▸ WHAT TO WORK ON: Please copy every line of the data in which the string "segments" appears.

▸ GIVEN ENTRIES:
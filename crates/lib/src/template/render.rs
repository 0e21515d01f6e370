//! Renders template files to disk.

use std::fs;
use std::io;
use std::path::{Path, PathBuf};

use serde_json::Value;
use thiserror::Error;
use tracing::debug;

use super::context::TemplateEvaluationContext;
use super::parse::{Expr, ParseError, Segment, parse};

/// Errors from rendering a single template. None of these succeed on retry.
#[derive(Debug, Error)]
pub enum RenderError {
  #[error("failed to read template {path}: {source}")]
  Read {
    path: PathBuf,
    #[source]
    source: io::Error,
  },

  #[error("malformed template {path}: {source}")]
  Parse {
    path: PathBuf,
    #[source]
    source: ParseError,
  },

  #[error("missing property '{0}'")]
  MissingProperty(String),

  #[error("missing spec value 'spec.{0}'")]
  MissingSpecValue(String),

  #[error("failed to write {path}: {source}")]
  Write {
    path: PathBuf,
    #[source]
    source: io::Error,
  },
}

/// Renders templates against one evaluation context.
pub struct Renderer {
  context: TemplateEvaluationContext,
}

impl Renderer {
  pub fn new(context: TemplateEvaluationContext) -> Self {
    Self { context }
  }

  /// Render `src` into `dst`, creating intermediate directories.
  pub fn render(&self, src: &Path, dst: &Path) -> Result<(), RenderError> {
    let source = fs::read_to_string(src).map_err(|source| RenderError::Read {
      path: src.to_path_buf(),
      source,
    })?;

    let segments = parse(&source).map_err(|source| RenderError::Parse {
      path: src.to_path_buf(),
      source,
    })?;

    let rendered = self.evaluate(&segments)?;

    if let Some(parent) = dst.parent() {
      fs::create_dir_all(parent).map_err(|source| RenderError::Write {
        path: parent.to_path_buf(),
        source,
      })?;
    }

    fs::write(dst, rendered).map_err(|source| RenderError::Write {
      path: dst.to_path_buf(),
      source,
    })?;

    debug!(src = %src.display(), dst = %dst.display(), "rendered template");
    Ok(())
  }

  /// Evaluate pre-parsed segments to a string.
  pub fn evaluate(&self, segments: &[Segment]) -> Result<String, RenderError> {
    let mut out = String::new();

    for segment in segments {
      match segment {
        Segment::Literal(s) => out.push_str(s),
        Segment::Output(expr) => out.push_str(&self.evaluate_expr(expr)?),
      }
    }

    Ok(out)
  }

  fn evaluate_expr(&self, expr: &Expr) -> Result<String, RenderError> {
    let value = match expr {
      Expr::Property { name, default } => self
        .context
        .property(name)
        .or(default.as_ref())
        .ok_or_else(|| RenderError::MissingProperty(name.clone()))?,
      Expr::Spec(path) => self
        .context
        .spec_value(path.iter().map(String::as_str))
        .ok_or_else(|| RenderError::MissingSpecValue(path.join(".")))?,
      Expr::Name => self
        .context
        .spec_value(["name"])
        .ok_or_else(|| RenderError::MissingSpecValue("name".to_string()))?,
      Expr::Index => self
        .context
        .spec_value(["index"])
        .ok_or_else(|| RenderError::MissingSpecValue("index".to_string()))?,
    };

    Ok(display_value(value))
  }
}

/// Strings verbatim, scalars via display, nil as empty, collections as JSON.
fn display_value(value: &Value) -> String {
  match value {
    Value::Null => String::new(),
    Value::String(s) => s.clone(),
    Value::Bool(b) => b.to_string(),
    Value::Number(n) => n.to_string(),
    Value::Array(_) | Value::Object(_) => value.to_string(),
  }
}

▸ OUTPUT BELOW:
    let segments = parse(&source).map_err(|source| RenderError::Parse {
    let rendered = self.evaluate(&segments)?;
  /// Evaluate pre-parsed segments to a string.
  pub fn evaluate(&self, segments: &[Segment]) -> Result<String, RenderError> {
    for segment in segments {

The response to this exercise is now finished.